The cover-up and human impact of a disastrous error

Katharine Viner, editor-in-chief Katharine Viner, editor-in-chief
 

This week, Britain’s political establishment was left reeling by the news of an extraordinary military leak and an even more extraordinary cover-up.

Our correspondents have spent the past few days making sense of how the personal information of about 18,700 at-risk Afghans was accidentally leaked by a defence official in 2022. And then, how ministers in the former Conservative government used an unprecedented legal superinjunction in 2023 to totally suppress both the data breach itself and a secret £2bn+ scheme to relocate 15,000 Afghans.

Dan Sabbagh, defence and security editor, and Emine Sinmaz, senior reporter, covered the initial lifting of the superinjunction, while this explainer from Esther Addley and this timeline by Kiran Stacey laid out what happened and when. Dan later explored the scale of the fiasco on Today in Focus with Helen Pidd, and also discussed the later revelation that British spies and SAS personnel were among 100-plus Britons included in the data leak.

The decision by a judge to impose the superinjunction meant that journalists were banned from disclosing anything about it – including the fact that the injunction itself existed. Our editorial made clear that keeping such a blanket of secrecy in place for two years was deeply troubling: “In an era of depleted trust in politics, its deployment to keep a serious scandal from public view is also corrosive of democracy. A dangerous precedent has been set.” In our opinion section, columnist Gaby Hinsliff wrote that “if you were to invent a scandal expressly to convince conspiracy theorists they were right all along [about establishment cover-ups] this would be hard to beat” while lawyer Theo Burges, argued that the use of the superinjunction shows how easy it could be for a government to avoid proper scrutiny when “national security” is invoked.

Much of the focus in the UK on this extraordinary case has been on the data leak and the secret relocation scheme. But for the Guardian it’s also critical that we focus on those most impacted: the Afghans on the leaked list who are now terrified about the implication of the data being in the wrong hands.

Since 2001, and especially since the rapid western withdrawal in 2021, our reporters have worked extremely hard in difficult circumstances to foreground the lives of Afghans as their existence has been shaped and reshaped by war and the fall and rise again of the Taliban. One powerful manifestation of that has been through Annie Kelly and others’ work with Zahra Joya and her Rukhshana Media organisation of female journalists, which is still producing extraordinary work from inside Afghanistan.

This week, Zahra worked alongside Emine Sinmaz, Diane Taylor and Deepa Parent to speak to Afghans whose data was leaked and who are fearing for their lives. Diane also wrote a column which drove home what this would mean for a group already neglected and betrayed by the British state. It’s a shocking story with implications that will likely continue to ripple for years.

See you next week.

My picks

A charity organisation distribute hot meals to Palestinians facing difficulties in accessing food due to Israel’s attacks on the Gaza Strip.

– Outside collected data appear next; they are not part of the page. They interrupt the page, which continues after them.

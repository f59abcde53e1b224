//! Standard Algebraic Notation: token parsing against a board, and
//! rendering legal moves back to SAN.
//!
//! Parsing never trusts the token on its own. The token is reduced to a
//! pattern (piece, optional origin file/rank, destination, promotion), and
//! the pattern is matched against the board's legal moves. Exactly one match
//! is required.

use once_cell::sync::Lazy;
use regex::Regex;

use crate::board::board::Board;
use crate::board::chess_types::*;
use crate::errors::NotationError;
use crate::move_generation::legal_move_generator::{
    generate_legal_moves, position_status, PositionStatus,
};
use crate::move_generation::move_apply::make_move;
use crate::moves::chess_move::{Move, FLAG_CASTLE_KINGSIDE, FLAG_CASTLE_QUEENSIDE};
use crate::utils::algebraic::{
    algebraic_to_square, file_from_char, file_to_char, rank_from_char, rank_to_char,
    square_to_algebraic,
};

static CASTLING_TOKEN: Lazy<Regex> =
    Lazy::new(|| Regex::new(r"^(?:O-O(?P<long>-O)?|0-0(?P<long0>-0)?)(?P<suffix>[+#])?$").expect("valid regex"));

static SAN_TOKEN: Lazy<Regex> = Lazy::new(|| {
    Regex::new(
        r"^(?P<piece>[NBRQK])?(?P<file>[a-h])?(?P<rank>[1-8])?(?P<capture>x)?(?P<to>[a-h][1-8])(?:=?(?P<promo>[NBRQ]))?(?P<suffix>[+#])?$",
    )
    .expect("valid regex")
});

static COORDINATE_TOKEN: Lazy<Regex> = Lazy::new(|| {
    Regex::new(r"^(?P<from>[a-h][1-8])(?P<to>[a-h][1-8])(?P<promo>[nbrqNBRQ])?$").expect("valid regex")
});

#[derive(Debug, Clone, Copy, PartialEq, Eq)]
pub enum CheckSuffix {
    Check,
    Checkmate,
}

impl CheckSuffix {
    fn from_capture(text: Option<&str>) -> Option<Self> {
        match text {
            Some("+") => Some(CheckSuffix::Check),
            Some("#") => Some(CheckSuffix::Checkmate),
            _ => None,
        }
    }
}

/// What a movetext token says about the move, before looking at the board.
#[derive(Debug, Clone, Copy, PartialEq, Eq)]
pub enum MovePattern {
    Castle {
        kingside: bool,
    },
    Standard {
        piece: PieceKind,
        from_file: Option<u8>,
        from_rank: Option<u8>,
        capture: bool,
        to: Square,
        promotion: Option<PieceKind>,
    },
    /// Coordinate form such as `e2e4` or `e7e8q`.
    Coordinate {
        from: Square,
        to: Square,
        promotion: Option<PieceKind>,
    },
}

impl MovePattern {
    pub fn matches(&self, mv: &Move) -> bool {
        match *self {
            MovePattern::Castle { kingside } => {
                let flag = if kingside {
                    FLAG_CASTLE_KINGSIDE
                } else {
                    FLAG_CASTLE_QUEENSIDE
                };
                mv.flags & flag != 0
            }
            MovePattern::Standard {
                piece,
                from_file,
                from_rank,
                capture,
                to,
                promotion,
            } => {
                mv.piece == piece
                    && mv.to == to
                    && mv.promotion == promotion
                    && !mv.is_castling()
                    && (!capture || mv.is_capture())
                    && from_file.map_or(true, |file| square_file(mv.from) == file)
                    && from_rank.map_or(true, |rank| square_rank(mv.from) == rank)
            }
            MovePattern::Coordinate {
                from,
                to,
                promotion,
            } => mv.from == from && mv.to == to && mv.promotion == promotion,
        }
    }
}

#[derive(Debug, Clone, Copy, PartialEq, Eq)]
pub struct MoveToken {
    pub pattern: MovePattern,
    pub suffix: Option<CheckSuffix>,
}

/// Whether `token` has the shape of a move (SAN, castling, or coordinate
/// form), ignoring trailing `!`/`?` annotations.
pub fn is_move_shaped(token: &str) -> bool {
    read_move_token(token).is_some()
}

/// Reduce a token to its pattern without consulting any board.
pub fn read_move_token(token: &str) -> Option<MoveToken> {
    let token = strip_annotations(token);

    if let Some(caps) = CASTLING_TOKEN.captures(token) {
        let long = caps.name("long").is_some() || caps.name("long0").is_some();
        return Some(MoveToken {
            pattern: MovePattern::Castle { kingside: !long },
            suffix: CheckSuffix::from_capture(caps.name("suffix").map(|m| m.as_str())),
        });
    }

    if let Some(caps) = COORDINATE_TOKEN.captures(token) {
        let promotion = match caps.name("promo") {
            Some(m) => Some(promotion_from_char(m.as_str())?),
            None => None,
        };
        return Some(MoveToken {
            pattern: MovePattern::Coordinate {
                from: algebraic_to_square(&caps["from"])?,
                to: algebraic_to_square(&caps["to"])?,
                promotion,
            },
            suffix: None,
        });
    }

    let caps = SAN_TOKEN.captures(token)?;
    let piece = match caps.name("piece") {
        Some(m) => PieceKind::from_san_letter(first_char(m.as_str())?)?,
        None => PieceKind::Pawn,
    };
    let to = algebraic_to_square(&caps["to"])?;
    let mut from_file = match caps.name("file") {
        Some(m) => Some(file_from_char(first_char(m.as_str())?)?),
        None => None,
    };
    let from_rank = match caps.name("rank") {
        Some(m) => Some(rank_from_char(first_char(m.as_str())?)?),
        None => None,
    };
    let promotion = match caps.name("promo") {
        Some(m) => Some(promotion_from_char(m.as_str())?),
        None => None,
    };

    // Pawn moves that name no file are pushes along the destination file.
    if piece == PieceKind::Pawn && from_file.is_none() {
        from_file = Some(square_file(to));
    }

    Some(MoveToken {
        pattern: MovePattern::Standard {
            piece,
            from_file,
            from_rank,
            capture: caps.name("capture").is_some(),
            to,
            promotion,
        },
        suffix: CheckSuffix::from_capture(caps.name("suffix").map(|m| m.as_str())),
    })
}

/// Resolve a SAN (or coordinate) token to the unique legal move it names.
pub fn parse_san(token: &str, board: &Board) -> Result<Move, NotationError> {
    let parsed = read_move_token(token).ok_or_else(|| NotationError::Malformed(token.to_owned()))?;

    let candidates: Vec<Move> = generate_legal_moves(board)
        .into_iter()
        .filter(|mv| parsed.pattern.matches(mv))
        .collect();

    let mv = match candidates.as_slice() {
        [mv] => *mv,
        [] => return Err(NotationError::Illegal(token.to_owned())),
        many => {
            return Err(NotationError::Ambiguous {
                token: token.to_owned(),
                candidates: many.len(),
            })
        }
    };

    check_suffix_consistency(token, parsed.suffix, board, mv);
    Ok(mv)
}

/// The check/mate suffix never decides which move was meant; a mismatch is
/// only logged.
fn check_suffix_consistency(token: &str, claimed: Option<CheckSuffix>, board: &Board, mv: Move) {
    let actual = match position_status(&make_move(board, mv)) {
        PositionStatus::Check => Some(CheckSuffix::Check),
        PositionStatus::Checkmate { .. } => Some(CheckSuffix::Checkmate),
        PositionStatus::Ongoing | PositionStatus::Stalemate => None,
    };

    if claimed.is_some() && claimed != actual {
        log::warn!("token `{token}` claims {claimed:?} but the move gives {actual:?}");
    } else if claimed.is_none() && actual.is_some() {
        log::debug!("token `{token}` omits its {actual:?} suffix");
    }
}

/// Render a legal move as SAN with minimal disambiguation and a check or
/// mate suffix.
pub fn move_to_san(board: &Board, mv: Move) -> String {
    let mut out = String::with_capacity(8);

    if mv.is_castling() {
        out.push_str(if mv.flags & FLAG_CASTLE_KINGSIDE != 0 {
            "O-O"
        } else {
            "O-O-O"
        });
    } else {
        match mv.piece.san_letter() {
            Some(letter) => {
                out.push(letter);
                push_disambiguation(board, mv, &mut out);
            }
            None if mv.is_capture() => out.push(file_to_char(square_file(mv.from))),
            None => {}
        }

        if mv.is_capture() {
            out.push('x');
        }
        out.push_str(&square_to_algebraic(mv.to));

        if let Some(letter) = mv.promotion.and_then(PieceKind::san_letter) {
            out.push('=');
            out.push(letter);
        }
    }

    match position_status(&make_move(board, mv)) {
        PositionStatus::Check => out.push('+'),
        PositionStatus::Checkmate { .. } => out.push('#'),
        PositionStatus::Ongoing | PositionStatus::Stalemate => {}
    }

    out
}

fn push_disambiguation(board: &Board, mv: Move, out: &mut String) {
    let rivals: Vec<Square> = generate_legal_moves(board)
        .into_iter()
        .filter(|other| other.piece == mv.piece && other.to == mv.to && other.from != mv.from)
        .map(|other| other.from)
        .collect();

    if rivals.is_empty() {
        return;
    }

    let file = square_file(mv.from);
    let rank = square_rank(mv.from);
    if rivals.iter().all(|&sq| square_file(sq) != file) {
        out.push(file_to_char(file));
    } else if rivals.iter().all(|&sq| square_rank(sq) != rank) {
        out.push(rank_to_char(rank));
    } else {
        out.push(file_to_char(file));
        out.push(rank_to_char(rank));
    }
}

fn strip_annotations(token: &str) -> &str {
    token.trim_end_matches(['!', '?'])
}

fn first_char(text: &str) -> Option<char> {
    text.chars().next()
}

fn promotion_from_char(text: &str) -> Option<PieceKind> {
    match PieceKind::from_san_letter(first_char(text)?.to_ascii_uppercase())? {
        PieceKind::King => None,
        kind => Some(kind),
    }
}
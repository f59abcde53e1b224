//! Board mutation for a single pseudo-legal move.
//!
//! Check safety is not re-validated here; the legal move generator simulates
//! every candidate through `make_move` and discards the ones that leave the
//! mover's king attacked.

use crate::board::board::Board;
use crate::board::chess_rules::{castling_lanes, rights_touching_square};
use crate::board::chess_types::*;
use crate::errors::InvalidMoveError;
use crate::move_generation::attack_checks::is_king_in_check;
use crate::moves::attack_tables::pawn_attacks;
use crate::moves::chess_move::{Move, FLAG_CAPTURE, FLAG_CASTLE_KINGSIDE, FLAG_EN_PASSANT};

/// Apply `mv` to `board`, returning the successor board.
///
/// Fails only when the origin square is empty or holds a piece of the side
/// not to move. Any other inconsistency is the caller's responsibility.
pub fn apply_move(board: &Board, mv: Move) -> Result<Board, InvalidMoveError> {
    match board.piece_on(mv.from) {
        None => Err(InvalidMoveError::EmptyFromSquare(mv.from)),
        Some(piece) if piece.color != board.side_to_move => Err(InvalidMoveError::WrongColor {
            square: mv.from,
            found: piece.color,
            expected: board.side_to_move,
        }),
        Some(_) => Ok(make_move(board, mv)),
    }
}

/// Unchecked core of `apply_move`; `mv.from` must hold a piece of the side
/// to move.
pub(crate) fn make_move(board: &Board, mv: Move) -> Board {
    let mover = board.side_to_move;
    let enemy = mover.opposite();
    let from_mask = 1u64 << mv.from;
    let to_mask = 1u64 << mv.to;

    let mut next = board.clone();

    next.pieces[mover.index()][mv.piece.index()] &= !from_mask;

    if mv.is_en_passant() {
        let victim = en_passant_victim_square(mover, mv.to);
        next.pieces[enemy.index()][PieceKind::Pawn.index()] &= !(1u64 << victim);
    } else {
        for bb in next.pieces[enemy.index()].iter_mut() {
            *bb &= !to_mask;
        }
    }

    let landing = mv.promotion.unwrap_or(mv.piece);
    next.pieces[mover.index()][landing.index()] |= to_mask;

    if mv.is_castling() {
        let [kingside, queenside] = castling_lanes(mover);
        let lane = if mv.flags & FLAG_CASTLE_KINGSIDE != 0 {
            kingside
        } else {
            queenside
        };
        let rooks = &mut next.pieces[mover.index()][PieceKind::Rook.index()];
        *rooks &= !(1u64 << lane.rook_from);
        *rooks |= 1u64 << lane.rook_to;
    }

    next.castling_rights &= !(rights_touching_square(mv.from) | rights_touching_square(mv.to));

    next.recalc_occupancy();

    next.en_passant_square = None;

    if mv.piece == PieceKind::Pawn || mv.is_capture() {
        next.halfmove_clock = 0;
    } else {
        next.halfmove_clock = next.halfmove_clock.saturating_add(1);
    }
    if mover == Color::Black {
        next.fullmove_number = next.fullmove_number.saturating_add(1);
    }

    next.side_to_move = enemy;

    if mv.is_double_pawn_push() {
        let target = (mv.from + mv.to) / 2;
        if en_passant_is_legal(&next, target) {
            next.en_passant_square = Some(target);
        }
    }

    next
}

/// Square of the pawn removed by an en-passant capture landing on `target`.
#[inline]
pub fn en_passant_victim_square(mover: Color, target: Square) -> Square {
    match mover {
        Color::White => target - 8,
        Color::Black => target + 8,
    }
}

/// The target is only published when the side to move has an en-passant
/// capture onto it that does not leave its own king attacked.
fn en_passant_is_legal(board: &Board, target: Square) -> bool {
    let capturer = board.side_to_move;
    let mut pawns = pawn_attacks(capturer.opposite(), target) & board.bitboard(capturer, PieceKind::Pawn);

    while pawns != 0 {
        let from = pawns.trailing_zeros() as Square;
        pawns &= pawns - 1;

        let capture = Move::new(from, target, PieceKind::Pawn, None, FLAG_CAPTURE | FLAG_EN_PASSANT);
        if !is_king_in_check(&make_move(board, capture), capturer) {
            return true;
        }
    }

    false
}

#[cfg(test)]
mod tests {
    use super::apply_move;
    use crate::board::board::Board;
    use crate::board::chess_types::*;
    use crate::errors::InvalidMoveError;
    use crate::moves::chess_move::{
        Move, FLAG_CAPTURE, FLAG_CASTLE_KINGSIDE, FLAG_CASTLE_QUEENSIDE, FLAG_DOUBLE_PAWN_PUSH,
        FLAG_EN_PASSANT,
    };

    #[test]
    fn double_push_without_adjacent_pawn_leaves_no_target() {
        let board = Board::new_game();
        let next = apply_move(&board, Move::new(12, 28, PieceKind::Pawn, None, FLAG_DOUBLE_PAWN_PUSH))
            .expect("e2e4 should apply");

        assert_eq!(next.en_passant_square, None);
        assert_eq!(next.side_to_move, Color::Black);
        assert_eq!(next.halfmove_clock, 0);
        assert_eq!(next.fullmove_number, 1);
        assert_eq!(next.piece_on(28), Some(Piece::new(Color::White, PieceKind::Pawn)));
    }

    #[test]
    fn double_push_beside_enemy_pawn_publishes_target() {
        let board = Board::from_fen("4k3/8/8/8/3p4/8/4P3/4K3 w - - 0 1").expect("FEN should parse");
        let next = apply_move(&board, Move::new(12, 28, PieceKind::Pawn, None, FLAG_DOUBLE_PAWN_PUSH))
            .expect("e2e4 should apply");

        assert_eq!(next.en_passant_square, Some(20));
        assert_eq!(next.get_fen(), "4k3/8/8/8/3pP3/8/8/4K3 b - e3 0 1");
    }

    #[test]
    fn pinned_capturer_leaves_no_target() {
        // exd6 would expose the a5 king to the h5 rook
        let board = Board::from_fen("3k4/3p4/8/K3P2r/8/8/8/8 b - - 0 1").expect("FEN should parse");
        let next = apply_move(&board, Move::new(51, 35, PieceKind::Pawn, None, FLAG_DOUBLE_PAWN_PUSH))
            .expect("d7d5 should apply");

        assert_eq!(next.en_passant_square, None);
        assert_eq!(next.get_fen(), "3k4/8/8/K2pP2r/8/8/8/8 w - - 0 2");
    }

    #[test]
    fn en_passant_capture_removes_the_passed_pawn() {
        let board = Board::from_fen("4k3/8/8/3pP3/8/8/8/4K3 w - d6 0 2").expect("FEN should parse");
        let next = apply_move(
            &board,
            Move::new(36, 43, PieceKind::Pawn, None, FLAG_CAPTURE | FLAG_EN_PASSANT),
        )
        .expect("exd6 should apply");

        assert_eq!(next.piece_on(35), None);
        assert_eq!(next.piece_on(43), Some(Piece::new(Color::White, PieceKind::Pawn)));
        assert_eq!(next.get_fen(), "4k3/8/3P4/8/8/8/8/4K3 b - - 0 2");
    }

    #[test]
    fn castling_moves_rook_and_clears_rights() {
        let board = Board::from_fen("r3k2r/8/8/8/8/8/8/R3K2R w KQkq - 3 10").expect("FEN should parse");
        let short = apply_move(&board, Move::new(4, 6, PieceKind::King, None, FLAG_CASTLE_KINGSIDE))
            .expect("O-O should apply");
        assert_eq!(short.get_fen(), "r3k2r/8/8/8/8/8/8/R4RK1 b kq - 4 10");

        let long = apply_move(&short, Move::new(60, 58, PieceKind::King, None, FLAG_CASTLE_QUEENSIDE))
            .expect("O-O-O should apply");
        assert_eq!(long.get_fen(), "2kr3r/8/8/8/8/8/8/R4RK1 w - - 5 11");
    }

    #[test]
    fn rook_capture_on_home_square_revokes_that_right() {
        let board = Board::from_fen("r3k2r/8/8/8/8/8/8/R3K2R w KQkq - 0 1").expect("FEN should parse");
        let next = apply_move(&board, Move::new(7, 63, PieceKind::Rook, None, FLAG_CAPTURE))
            .expect("Rxh8 should apply");

        assert_eq!(next.castling_rights, CASTLE_WHITE_QUEENSIDE | CASTLE_BLACK_QUEENSIDE);
    }

    #[test]
    fn promotion_replaces_the_pawn() {
        let board = Board::from_fen("1n2k3/P7/8/8/8/8/8/4K3 w - - 7 40").expect("FEN should parse");
        let next = apply_move(
            &board,
            Move::new(48, 57, PieceKind::Pawn, Some(PieceKind::Queen), FLAG_CAPTURE),
        )
        .expect("axb8=Q should apply");

        assert_eq!(next.piece_on(57), Some(Piece::new(Color::White, PieceKind::Queen)));
        assert_eq!(next.bitboard(Color::White, PieceKind::Pawn), 0);
        assert_eq!(next.halfmove_clock, 0);
    }

    #[test]
    fn rejects_empty_and_wrong_color_origins() {
        let board = Board::new_game();

        assert_eq!(
            apply_move(&board, Move::new(28, 36, PieceKind::Pawn, None, 0)),
            Err(InvalidMoveError::EmptyFromSquare(28))
        );
        assert_eq!(
            apply_move(&board, Move::new(52, 44, PieceKind::Pawn, None, 0)),
            Err(InvalidMoveError::WrongColor {
                square: 52,
                found: Color::Black,
                expected: Color::White,
            })
        );
    }
}
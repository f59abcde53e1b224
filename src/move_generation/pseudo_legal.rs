//! Pseudo-legal move generation, one routine per piece family.
//!
//! Moves are pushed in a fixed order (piece kind, then origin square
//! ascending, then destination) so repeated calls on the same board yield
//! identical sequences. Nothing here checks whether the mover's king ends up
//! attacked, except castling, whose transit rule cannot be expressed as a
//! post-move check.

use crate::board::board::Board;
use crate::board::chess_rules::castling_lanes;
use crate::board::chess_types::*;
use crate::move_generation::attack_checks::is_square_attacked;
use crate::moves::attack_tables::{
    bishop_attacks, king_attacks, knight_attacks, pawn_attacks, queen_attacks, rook_attacks,
};
use crate::moves::chess_move::{
    Move, FLAG_CAPTURE, FLAG_CASTLE_KINGSIDE, FLAG_CASTLE_QUEENSIDE, FLAG_DOUBLE_PAWN_PUSH,
    FLAG_EN_PASSANT,
};

pub fn generate_pseudo_legal_moves(board: &Board, out: &mut Vec<Move>) {
    generate_pawn_moves(board, out);
    generate_piece_moves(board, PieceKind::Knight, out);
    generate_piece_moves(board, PieceKind::Bishop, out);
    generate_piece_moves(board, PieceKind::Rook, out);
    generate_piece_moves(board, PieceKind::Queen, out);
    generate_piece_moves(board, PieceKind::King, out);
    generate_castling_moves(board, out);
}

fn generate_pawn_moves(board: &Board, out: &mut Vec<Move>) {
    let side = board.side_to_move;
    let enemy_occ = board.occupancy_by_color[side.opposite().index()];
    let empty = !board.occupancy_all;

    let mut pawns = board.bitboard(side, PieceKind::Pawn);
    while pawns != 0 {
        let from = pawns.trailing_zeros() as Square;
        pawns &= pawns - 1;

        // A pawn on its promotion rank is malformed input; skip it rather
        // than step off the board.
        if square_rank(from) == side.promotion_rank() {
            continue;
        }

        let one_step = step_forward(side, from);
        if (1u64 << one_step) & empty != 0 {
            push_pawn_move(side, from, one_step, 0, out);

            if square_rank(from) == side.pawn_start_rank() {
                let two_step = step_forward(side, one_step);
                if (1u64 << two_step) & empty != 0 {
                    out.push(Move::new(from, two_step, PieceKind::Pawn, None, FLAG_DOUBLE_PAWN_PUSH));
                }
            }
        }

        let mut targets = pawn_attacks(side, from);
        while targets != 0 {
            let to = targets.trailing_zeros() as Square;
            targets &= targets - 1;

            if (1u64 << to) & enemy_occ != 0 {
                push_pawn_move(side, from, to, FLAG_CAPTURE, out);
            } else if board.en_passant_square == Some(to) {
                out.push(Move::new(
                    from,
                    to,
                    PieceKind::Pawn,
                    None,
                    FLAG_CAPTURE | FLAG_EN_PASSANT,
                ));
            }
        }
    }
}

/// Push a pawn move, expanding it into the four promotions on the last rank.
fn push_pawn_move(side: Color, from: Square, to: Square, flags: u8, out: &mut Vec<Move>) {
    if square_rank(to) == side.promotion_rank() {
        for promo in PieceKind::PROMOTIONS {
            out.push(Move::new(from, to, PieceKind::Pawn, Some(promo), flags));
        }
    } else {
        out.push(Move::new(from, to, PieceKind::Pawn, None, flags));
    }
}

#[inline]
fn step_forward(side: Color, square: Square) -> Square {
    match side {
        Color::White => square + 8,
        Color::Black => square - 8,
    }
}

/// Knight, bishop, rook, queen, and single-step king moves.
fn generate_piece_moves(board: &Board, kind: PieceKind, out: &mut Vec<Move>) {
    let side = board.side_to_move;
    let own_occ = board.occupancy_by_color[side.index()];
    let enemy_occ = board.occupancy_by_color[side.opposite().index()];

    let mut pieces = board.bitboard(side, kind);
    while pieces != 0 {
        let from = pieces.trailing_zeros() as Square;
        pieces &= pieces - 1;

        let mut targets = piece_attacks(kind, from, board.occupancy_all) & !own_occ;
        while targets != 0 {
            let to = targets.trailing_zeros() as Square;
            targets &= targets - 1;

            let flags = if (1u64 << to) & enemy_occ != 0 {
                FLAG_CAPTURE
            } else {
                0
            };
            out.push(Move::new(from, to, kind, None, flags));
        }
    }
}

fn piece_attacks(kind: PieceKind, from: Square, occupancy: u64) -> u64 {
    match kind {
        PieceKind::Knight => knight_attacks(from),
        PieceKind::Bishop => bishop_attacks(from, occupancy),
        PieceKind::Rook => rook_attacks(from, occupancy),
        PieceKind::Queen => queen_attacks(from, occupancy),
        PieceKind::King => king_attacks(from),
        PieceKind::Pawn => 0,
    }
}

fn generate_castling_moves(board: &Board, out: &mut Vec<Move>) {
    let side = board.side_to_move;
    let enemy = side.opposite();
    let king = board.bitboard(side, PieceKind::King);
    let rooks = board.bitboard(side, PieceKind::Rook);

    for (lane, flag) in castling_lanes(side)
        .into_iter()
        .zip([FLAG_CASTLE_KINGSIDE, FLAG_CASTLE_QUEENSIDE])
    {
        if board.castling_rights & lane.right == 0
            || king & (1u64 << lane.king_from) == 0
            || rooks & (1u64 << lane.rook_from) == 0
            || board.occupancy_all & lane.empty_mask != 0
        {
            continue;
        }

        // The king may not castle out of, through, or into check.
        let king_safe = std::iter::once(lane.king_from)
            .chain(lane.king_path)
            .all(|square| !is_square_attacked(board, square, enemy));
        if king_safe {
            out.push(Move::new(lane.king_from, lane.king_to, PieceKind::King, None, flag));
        }
    }
}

In comments that reverberated around the world, former Israeli prime minister Ehud Olmert told Emma Graham-Harrison, the Guardian’s Jerusalem correspondent, that the Israeli government’s proposals to force the population of Gaza into a camp in Rafah would be ethnic cleansing and that the proposed “humanitarian city” would be a “concentration camp” for Palestinians. Separately Juliette Garside, Manisha Ganguly and Ariane Lavrilleu revealed how profits generated by the US arm of European missile group MBDA for bombs that have killed children in Gaza are being routed through the UK. Writing from inside Gaza, Nour Abo Aisha explained what she believes is driving the plans. On Monday, we also ran Ruaridh Nicoll’s sobering interview with the anonymous author of the Guardian’s Gaza diaries, who talked about the life that has vanished in the last 21 months. And our editorial on Tuesday reflected on the killing of six Palestinian children – and four adults – as they queued for water in a refugee camp: “The children of Gaza have the same rights as children anywhere – to water, to food, to shelter, to education, to play, to hope, to joy. To life. Yet on Sunday, Israel killed Abdullah Yasser Ahmed, Badr al-Din Qarman, Siraj Khaled Ibrahim, Ibrahim Ashraf Abu Urayban, Karam Ashraf al-Ghussein and Lana Ashraf al-Ghussein. They were children. They were loved.”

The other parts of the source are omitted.